3 de noviembre de 2012

Relato de Milana - Migajas


Migajas

Una de las grandes ventajas de ser pequeño, aparte de que puedes
meterte en cualquier sitio, es que casi nadie repara 
en ti. No es que te ignoren, es que no existes. 

Hoy ha sido uno de esos días en los que he agradecido esa condición, ya que me 
ha permitido observarlo todo desde mi propia cama; un cojín de espuma 
y ganchillo que me hizo Elvira poco antes de morir.
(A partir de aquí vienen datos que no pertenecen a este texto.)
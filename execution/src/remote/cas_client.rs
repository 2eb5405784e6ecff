// Copyright 2024 Build Core Contributors.
// Licensed under the Apache License, Version 2.0 (see LICENSE).

use std::collections::HashMap;
use std::io::Write;
use std::sync::Arc;

use async_oncecell::OnceCell;
use bytes::Bytes;
use futures::StreamExt;
use grpc_util::retry::{retry_call, status_is_retryable, RetryConfig};
use grpc_util::status_to_str;
use hashing::{Digest, HashFunction};
use protos::gen::build::bazel::remote::execution::v2 as remexec;
use protos::gen::google::bytestream::byte_stream_client::ByteStreamClient;
use remexec::capabilities_client::CapabilitiesClient;
use remexec::content_addressable_storage_client::ContentAddressableStorageClient;
use store::StorageConfig;
use tonic::transport::Channel;
use tonic::{Code, Request};

use crate::blob::ArtifactBlob;
use crate::remote::config::ExecutionConfiguration;

/// Per-entry overhead to assume when packing digests or blobs into a batch
/// request: field tags, the hex hash, sizes and the instance name amortized.
const BATCH_ENTRY_OVERHEAD: usize = 128;

/// Greedily pack items into batches so that no batch's weight exceeds
/// `max_total`. Items heavier than the limit are returned separately; they
/// must take the streaming path.
pub(crate) fn pack_by_size<T: Clone, F: Fn(&T) -> usize>(
    items: &[T],
    weight: F,
    max_total: usize,
) -> (Vec<Vec<T>>, Vec<T>) {
    let mut batches = vec![];
    let mut oversize = vec![];
    let mut current = vec![];
    let mut current_weight = 0_usize;

    for item in items {
        let item_weight = weight(item);
        if item_weight > max_total {
            oversize.push(item.clone());
        } else {
            if current_weight + item_weight > max_total && !current.is_empty() {
                batches.push(std::mem::take(&mut current));
                current_weight = 0;
            }
            current_weight += item_weight;
            current.push(item.clone());
        }
    }
    if !current.is_empty() {
        batches.push(current);
    }
    (batches, oversize)
}

/// Client of the remote CAS and ByteStream services: batched availability
/// queries, batched or streamed transfers in both directions, and the
/// split/splice extension.
#[derive(Clone)]
pub struct RemoteCasClient {
    instance_name: String,
    hash_function: HashFunction,
    retry: RetryConfig,
    config: ExecutionConfiguration,
    storage_config: Arc<StorageConfig>,
    cas: ContentAddressableStorageClient<Channel>,
    bytestream: ByteStreamClient<Channel>,
    capabilities: CapabilitiesClient<Channel>,
    capabilities_cell: Arc<OnceCell<remexec::ServerCapabilities>>,
}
Debía ser muy temprano, porque aun dormía cuando el ruido 
de unas voces me ha despertado. Hacía más de un año que no venían 
por aquí, justo el tiempo que hace de la muerte de Elvira. Al parecer, sus 
hijos habían decidido que esta mañana iban a llevarse los objetos 
de valor que había en casa.

Se han repartido el trabajo en un instante; ellas han empezado a vaciar 
cajones y armarios repartiendo su contenido en dos lotes; uno 
en el suelo, donde iba a parar todo aquello que no les interesaba. El otro, sobre
 la mesa del comedor. Los hombres, en cambio, han empezado a discutir 
sobre el valor de lo que ellas iban colocando sobre la mesa. El más pequeño 
de los hermanos era el único que no participaba en esa selección 
de reliquias. Siempre fue el más serio de todos, casi siempre callado y
con un libro entre las manos. Quizá por eso sus hermanos se referían a él
como “la rata de biblioteca”, a mí siempre me cayó bien, de hecho, fue 
al único al que Elvira le habló sobre mí.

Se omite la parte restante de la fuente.